Les Sem, Spl et SemOp constituent ainsi une réponse efficace et concrète aux besoins des collectivités qui font face à la binarité du choix entre l’Etat ou la seule initiative privée dans ces domaines.
Pourquoi la Banque des Territoires s’intéresse aux problématiques de santé et s’engage dans la lutte contre les déserts médicaux ?
Olivier Sichel : A la Banque des Territoires, notre engagement dans la lutte contre les inégalités sociales et les fractures territoriales passe notamment par le fait d’améliorer l’accès aux soins sur tous les territoires. Aujourd’hui, certaines zones connaissent de véritables difficultés de démographie médicale. Le désert médical français représente entre 9 et 12% du territoire, soit une commune sur trois et près de huit millions de citoyens concernés. Parallèlement, le nombre de maladies chroniques augmente et la population vieillit.
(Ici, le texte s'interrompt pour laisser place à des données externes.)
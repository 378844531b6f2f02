//! Mesh download descriptors and the blocking fetch pool.
//!
//! The HTTP client lives outside this crate behind [`MeshFetcher`]. Each
//! fetch is blocking I/O, so [`fetch_all`] moves it onto tokio's blocking
//! pool and bounds the number in flight with a semaphore.

use std::collections::BTreeMap;
use std::path::PathBuf;
use std::sync::Arc;

use cadlink_ir::{DocumentRef, Part};
use cadlink_math::Transform;
use serde::{Deserialize, Serialize};
use thiserror::Error;
use tokio::sync::Semaphore;
use tokio::task::JoinSet;

/// Kind of workspace a mesh is downloaded from.
#[derive(Debug, Clone, Copy, PartialEq, Eq, Serialize, Deserialize)]
pub enum WorkspaceType {
    /// Mutable workspace.
    #[serde(rename = "w")]
    Workspace,
    /// Immutable version.
    #[serde(rename = "v")]
    Version,
}

impl WorkspaceType {
    /// Path segment used by the CAD service.
    pub fn as_str(self) -> &'static str {
        match self {
            WorkspaceType::Workspace => "w",
            WorkspaceType::Version => "v",
        }
    }
}

/// What to download for a body and how to re-express it.
#[derive(Debug, Clone, PartialEq, Serialize, Deserialize)]
pub struct DownloadDescriptor {
    /// Document holding the part.
    pub document_id: String,
    /// Workspace or version.
    pub workspace_type: WorkspaceType,
    /// Workspace or version id.
    pub workspace_id: String,
    /// Element id.
    pub element_id: String,
    /// Part id inside the element.
    pub part_id: String,
    /// Download the whole element as an assembly.
    pub is_rigid_assembly: bool,
    /// Maps mesh vertices into the body frame.
    pub mesh_to_body: Transform,
    /// Target file, `<body>.stl`.
    pub file_name: String,
}

impl DownloadDescriptor {
    /// Descriptor for a part drawn as body `body_name`.
    ///
    /// A part pinned to a document version downloads from that version;
    /// otherwise from its rigid-assembly workspace or the assembly's own.
    pub fn for_part(
        part: &Part,
        document: &DocumentRef,
        body_name: &str,
        mesh_to_body: Transform,
    ) -> Self {
        let (workspace_type, workspace_id) = match &part.document_version {
            Some(version) => (WorkspaceType::Version, version.clone()),
            None => (
                WorkspaceType::Workspace,
                part.rigid_assembly_workspace_id
                    .clone()
                    .unwrap_or_else(|| document.workspace_id.clone()),
            ),
        };
        Self {
            document_id: part.document_id.clone(),
            workspace_type,
            workspace_id,
            element_id: part.element_id.clone(),
            part_id: part.part_id.clone(),
            is_rigid_assembly: part.is_rigid_assembly,
            mesh_to_body,
            file_name: format!("{body_name}.stl"),
        }
    }

    /// Request path on the CAD service.
    pub fn request_path(&self) -> String {
        let base = format!(
            "d/{}/{}/{}/e/{}",
            self.document_id,
            self.workspace_type.as_str(),
            self.workspace_id,
            self.element_id
        );
        if self.is_rigid_assembly {
            format!("/api/assemblies/{base}/translations")
        } else {
            format!("/api/parts/{base}/partid/{}/stl", self.part_id)
        }
    }
}

/// Errors from a mesh fetch.
#[derive(Error, Debug)]
pub enum FetchError {
    /// Transport failed.
    #[error("download failed for {file}: {reason}")]
    Download {
        /// Target file.
        file: String,
        /// Why.
        reason: String,
    },

    /// IO error while writing the mesh.
    #[error("IO error: {0}")]
    Io(#[from] std::io::Error),

    /// Blocking task panicked or was cancelled.
    #[error("fetch task failed: {0}")]
    Task(String),
}

/// Blocking mesh downloader.
pub trait MeshFetcher: Send + Sync + 'static {
    /// Download and write one mesh; returns the written path.
    fn fetch(&self, asset: &DownloadDescriptor) -> Result<PathBuf, FetchError>;
}

/// Fetch every asset with at most `max_parallel` downloads in flight.
///
/// Failures are collected per body; one failed mesh does not stop the rest.
pub async fn fetch_all<F: MeshFetcher>(
    fetcher: Arc<F>,
    assets: &BTreeMap<String, DownloadDescriptor>,
    max_parallel: usize,
) -> BTreeMap<String, Result<PathBuf, FetchError>> {
    let permits = Arc::new(Semaphore::new(max_parallel.max(1)));
    let mut tasks = JoinSet::new();

    for (body, asset) in assets {
        let fetcher = Arc::clone(&fetcher);
        let permits = Arc::clone(&permits);
        let body = body.clone();
        let asset = asset.clone();
        tasks.spawn(async move {
            let result = match permits.acquire_owned().await {
                Ok(permit) => {
                    tracing::info!("Starting download for {}", asset.file_name);
                    let joined = tokio::task::spawn_blocking(move || {
                        let _permit = permit;
                        fetcher.fetch(&asset)
                    })
                    .await;
                    joined.unwrap_or_else(|e| Err(FetchError::Task(e.to_string())))
                }
                Err(e) => Err(FetchError::Task(e.to_string())),
            };
            (body, result)
        });
    }

    let mut results = BTreeMap::new();
    while let Some(joined) = tasks.join_next().await {
        match joined {
            Ok((body, result)) => {
                if let Err(e) = &result {
                    tracing::error!("Failed to download mesh for {}: {}", body, e);
                }
                results.insert(body, result);
            }
            Err(e) => tracing::error!("Download task failed: {}", e),
        }
    }
    results
}

#[cfg(test)]
mod tests {
    use super::*;
    use cadlink_ir::MassProperties;
    use std::sync::atomic::{AtomicUsize, Ordering};
    use std::time::Duration;

    const DOC: &str = "a1c1addf75444f54b504f25c";
    const WS: &str = "c842455c29cc878dc48bdc68";

    fn part() -> Part {
        Part {
            name: "p".to_string(),
            document_id: DOC.to_string(),
            element_id: "0b0c209535554345432581fe".to_string(),
            part_id: "JHD".to_string(),
            configuration: "default".to_string(),
            document_version: None,
            rigid_assembly_workspace_id: None,
            mass_properties: MassProperties {
                mass: 1.0,
                center_of_mass: [0.0; 3],
                inertia: [[0.0; 3]; 3],
            },
            is_rigid_assembly: false,
            is_fixed: false,
            placement: None,
        }
    }

    fn document() -> DocumentRef {
        DocumentRef {
            document_id: DOC.to_string(),
            workspace_id: WS.to_string(),
        }
    }

    #[test]
    fn test_descriptor_uses_document_workspace() {
        let d = DownloadDescriptor::for_part(&part(), &document(), "base", Transform::identity());
        assert_eq!(d.workspace_type, WorkspaceType::Workspace);
        assert_eq!(d.workspace_id, WS);
        assert_eq!(d.file_name, "base.stl");
        assert_eq!(
            d.request_path(),
            format!("/api/parts/d/{DOC}/w/{WS}/e/0b0c209535554345432581fe/partid/JHD/stl")
        );
    }

    #[test]
    fn test_descriptor_prefers_version_then_rigid_workspace() {
        let mut p = part();
        p.rigid_assembly_workspace_id = Some("0d17b8ebb2a4c76be9fff3c7".to_string());
        let d = DownloadDescriptor::for_part(&p, &document(), "sub", Transform::identity());
        assert_eq!(d.workspace_type, WorkspaceType::Workspace);
        assert_eq!(d.workspace_id, "0d17b8ebb2a4c76be9fff3c7");

        p.document_version = Some("1f42f849180e6e5c9abfce52".to_string());
        p.is_rigid_assembly = true;
        let d = DownloadDescriptor::for_part(&p, &document(), "sub", Transform::identity());
        assert_eq!(d.workspace_type, WorkspaceType::Version);
        assert_eq!(d.workspace_id, "1f42f849180e6e5c9abfce52");
        assert!(d.request_path().ends_with("/translations"));
    }

    #[test]
    fn test_workspace_type_serializes_as_letter() {
        assert_eq!(serde_json::to_string(&WorkspaceType::Version).unwrap(), "\"v\"");
    }

    struct CountingFetcher {
        active: AtomicUsize,
        peak: AtomicUsize,
    }

    impl MeshFetcher for CountingFetcher {
        fn fetch(&self, asset: &DownloadDescriptor) -> Result<PathBuf, FetchError> {
            let now = self.active.fetch_add(1, Ordering::SeqCst) + 1;
            self.peak.fetch_max(now, Ordering::SeqCst);
            std::thread::sleep(Duration::from_millis(10));
            self.active.fetch_sub(1, Ordering::SeqCst);
            if asset.file_name.starts_with("bad") {
                return Err(FetchError::Download {
                    file: asset.file_name.clone(),
                    reason: "HTTP 404".to_string(),
                });
            }
            Ok(PathBuf::from(&asset.file_name))
        }
    }

    #[tokio::test(flavor = "multi_thread", worker_threads = 4)]
    async fn test_fetch_all_bounds_parallelism_and_collects_failures() {
        let fetcher = Arc::new(CountingFetcher {
            active: AtomicUsize::new(0),
            peak: AtomicUsize::new(0),
        });
        let assets: BTreeMap<String, DownloadDescriptor> = ["a", "b", "bad", "c", "d", "e"]
            .iter()
            .map(|name| {
                (
                    name.to_string(),
                    DownloadDescriptor::for_part(&part(), &document(), name, Transform::identity()),
                )
            })
            .collect();

        let results = fetch_all(Arc::clone(&fetcher), &assets, 2).await;
        assert_eq!(results.len(), 6);
        assert!(matches!(results["bad"], Err(FetchError::Download { .. })));
        assert_eq!(results["a"].as_ref().unwrap(), &PathBuf::from("a.stl"));
        assert!(fetcher.peak.load(Ordering::SeqCst) <= 2);
    }
}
Il y a donc une véritable priorité de permettre à chaque français de se soigner, tous les jours, sans avoir à avoir à parcourir de nombreux kilomètres, à attendre des délais excessifs ou à passer par l’hôpital.
Ainsi, en tant que partenaire privilégié des collectivités et EPL, nous soutenons le développement de projets de santé pensés pour s’adapter aux spécificités d’un territoire, le rendre plus attractif, tout en prenant également en compte les attentes des professionnels de santé.
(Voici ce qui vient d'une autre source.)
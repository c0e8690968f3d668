//! Account client boundary.
//!
//! [`RedditApi`] is the seam between the transfer logic and the remote API;
//! [`RedditClient`] is the reqwest implementation against oauth.reddit.com.
//! Tests substitute their own implementation.

mod http;
pub mod types;

pub use http::RedditClient;

use crate::error::Result;
use async_trait::async_trait;

/// Page-size cap passed to listing endpoints. The platform caps listings at
/// 1000 items and the result is treated as the complete collection; no
/// pagination beyond the cap is attempted. Known scale limitation.
pub const LISTING_LIMIT: u32 = 1000;

/// A saved content item as the wire reports it: type prefix (`t1` comment,
/// `t3` submission) plus opaque id.
#[derive(Debug, Clone, PartialEq, Eq)]
pub struct SavedThing {
    pub kind: String,
    pub id: String,
}

impl SavedThing {
    /// Platform fullname, e.g. `t3_abc123`.
    pub fn fullname(&self) -> String {
        format!("{}_{}", self.kind, self.id)
    }
}

/// A multireddit as listed by the platform. `subreddits` holds raw member
/// names, not yet resolved to display names.
#[derive(Debug, Clone, PartialEq, Eq)]
pub struct MultiredditInfo {
    pub name: String,
    pub path: String,
    pub subreddits: Vec<String>,
}

/// Visibility for created multireddits.
#[derive(Debug, Clone, Copy, PartialEq, Eq)]
pub enum MultiVisibility {
    Private,
    Public,
    Hidden,
}

impl MultiVisibility {
    pub fn as_str(&self) -> &'static str {
        match self {
            MultiVisibility::Private => "private",
            MultiVisibility::Public => "public",
            MultiVisibility::Hidden => "hidden",
        }
    }
}

/// Authenticated handle to a remote account.
///
/// Every operation is a single blocking (awaited) network call; callers issue
/// them one at a time, never concurrently against the same account.
#[async_trait]
pub trait RedditApi: Send + Sync {
    /// Username the client is authenticated as.
    async fn me(&self) -> Result<String>;

    async fn list_friends(&self) -> Result<Vec<String>>;
    async fn friend(&self, username: &str) -> Result<()>;
    async fn unfriend(&self, username: &str) -> Result<()>;

    async fn list_saved(&self, limit: u32) -> Result<Vec<SavedThing>>;
    async fn save_submission(&self, id: &str) -> Result<()>;
    async fn save_comment(&self, id: &str) -> Result<()>;
    async fn unsave(&self, fullname: &str) -> Result<()>;

    async fn list_subscriptions(&self, limit: u32) -> Result<Vec<String>>;
    async fn subscribe(&self, name: &str) -> Result<()>;
    async fn unsubscribe(&self, name: &str) -> Result<()>;

    async fn list_multireddits(&self) -> Result<Vec<MultiredditInfo>>;
    async fn create_multireddit(
        &self,
        name: &str,
        subreddits: &[String],
        visibility: MultiVisibility,
    ) -> Result<()>;
    async fn add_to_multireddit(&self, path: &str, subreddit: &str) -> Result<()>;
    async fn delete_multireddit(&self, path: &str) -> Result<()>;

    /// Canonical display name for a subreddit; `NotFound` if it no longer
    /// exists.
    async fn resolve_subreddit(&self, name: &str) -> Result<String>;
}
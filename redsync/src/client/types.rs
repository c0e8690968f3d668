//! Wire DTOs for the subset of the API this tool touches.

use serde::{Deserialize, Serialize};

/// OAuth token endpoint response. Bad user credentials come back as 200 with
/// an `error` field, so both arms are optional.
#[derive(Debug, Deserialize)]
pub struct TokenResponse {
    pub access_token: Option<String>,
    pub error: Option<String>,
}

/// Standard listing envelope: `{"kind": "Listing", "data": {"children": [...]}}`.
#[derive(Debug, Deserialize)]
pub struct Listing<T> {
    pub data: ListingData<T>,
}

#[derive(Debug, Deserialize)]
pub struct ListingData<T> {
    pub children: Vec<T>,
}

/// A kind-tagged thing, e.g. `{"kind": "t3", "data": {...}}`.
#[derive(Debug, Deserialize)]
pub struct Thing<T> {
    pub kind: String,
    pub data: T,
}

#[derive(Debug, Deserialize)]
pub struct AccountData {
    pub name: String,
}

/// Friend-list children are flat relationship objects, not kind-tagged
/// things.
#[derive(Debug, Deserialize)]
pub struct RelationshipData {
    pub name: String,
}

#[derive(Debug, Deserialize)]
pub struct ContentData {
    pub id: String,
}

#[derive(Debug, Deserialize)]
pub struct SubredditData {
    pub display_name: String,
}

#[derive(Debug, Deserialize)]
pub struct MultiData {
    pub display_name: String,
    pub path: String,
    #[serde(default)]
    pub subreddits: Vec<MultiSubreddit>,
}

#[derive(Debug, Serialize, Deserialize)]
pub struct MultiSubreddit {
    pub name: String,
}

/// Request model for multireddit creation.
#[derive(Debug, Serialize)]
pub struct MultiModel {
    pub display_name: String,
    pub subreddits: Vec<MultiSubreddit>,
    pub visibility: String,
}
Vous avez déjà communiqué sur vos convictions sur le rôle majeur de l’économie mixte, en quoi, pour vous, les EPL peuvent aider au déploiement des solutions en matière de santé dans les territoires et plus particulièrement pour lutter contre les déserts médicaux ?
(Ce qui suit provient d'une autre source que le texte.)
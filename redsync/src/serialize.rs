//! Snapshot file encoding.
//!
//! Two interchangeable textual encodings, selected by configuration:
//! YAML (default) and pretty-printed JSON. Round-trip law:
//! `decode(encode(s)) == s`, including exact preservation of which
//! categories are absent.

use crate::error::Result;
use crate::model::Snapshot;

/// Snapshot file format selection.
#[derive(Debug, Clone, Copy, PartialEq, Eq, Default)]
pub enum SnapshotFormat {
    /// Human-friendly, the historical default
    #[default]
    Yaml,
    /// Pretty-printed JSON
    Json,
}

impl std::fmt::Display for SnapshotFormat {
    fn fmt(&self, f: &mut std::fmt::Formatter<'_>) -> std::fmt::Result {
        match self {
            SnapshotFormat::Yaml => write!(f, "yaml"),
            SnapshotFormat::Json => write!(f, "json"),
        }
    }
}

impl std::str::FromStr for SnapshotFormat {
    type Err = String;

    fn from_str(s: &str) -> std::result::Result<Self, Self::Err> {
        match s.to_lowercase().as_str() {
            "yaml" | "yml" => Ok(SnapshotFormat::Yaml),
            "json" => Ok(SnapshotFormat::Json),
            _ => Err(format!("Invalid format '{}'. Use 'yaml' or 'json'", s)),
        }
    }
}

/// Encode a snapshot to the given textual format.
pub fn encode(snapshot: &Snapshot, format: SnapshotFormat) -> Result<String> {
    match format {
        SnapshotFormat::Yaml => Ok(serde_yaml::to_string(snapshot)?),
        SnapshotFormat::Json => Ok(serde_json::to_string_pretty(snapshot)?),
    }
}

/// Decode a snapshot from the given textual format.
pub fn decode(input: &str, format: SnapshotFormat) -> Result<Snapshot> {
    match format {
        SnapshotFormat::Yaml => Ok(serde_yaml::from_str(input)?),
        SnapshotFormat::Json => Ok(serde_json::from_str(input)?),
    }
}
Olivier Sichel : Les EPL sont les fers de lance d’un territoire ou des collectivités. De par leur modèle économique particulier, elles soutiennent et confortent des projets de développement territoriaux qui pourraient être délaissés par les opérateurs privés, et ce, jusque dans des zones peu attractives. Grâce à leur appui et leur expertise des territoires, elles sont un élément essentiel pour co-construire des projets en matière de santé, afin de lutter contre les déserts médicaux et répondre aux nouvelles attentes des citoyens.
Au-delà de l’investissement immobilier, elles jouent un rôle de conseil pour affiner une solution sur-mesure, en accord avec les enjeux du territoire. En effet, un projet de structure de santé viable repose sur de nombreux facteurs et doit aujourd’hui répondre, non seulement aux besoins des habitants, mais aussi à ceux des professionnels de santé. Aujourd’hui, nous savons que les Maisons de santé pluriprofessionnelles ou les Centres de santé constituent des moyens privilégiés pour attirer ces professionnels de santé car ils sont le signe d’attractivité. Par exemple, la Maison de Santé du quartier Bellevue à Nantes regroupe 17 professionnels qui couvrent la plupart des situations médicales, facilitant également la continuité des soins et un suivi médical précis aux patients. Ces structures pluriprofessionnelles nécessitent donc d’être soutenues, organisées et fédérées. En les structurant, avec un montage sur-mesure et des conseils adaptés, les EPL s’assurent alors de leur bon fonctionnement, du renforcement de l’offre de soins de proximité et du maintien du bien-être global de la population locale.
En juin dernier, avec la Fedepl, nous avons organisé avec succès une rencontre afin de partager sur les solutions côté Economie Mixte pour lutter contre les déserts médicaux. Nous poursuivrons le 21 novembre prochain avec une nouvelle Rencontre du Hub dédiée au rôle des EPL en matière de santé.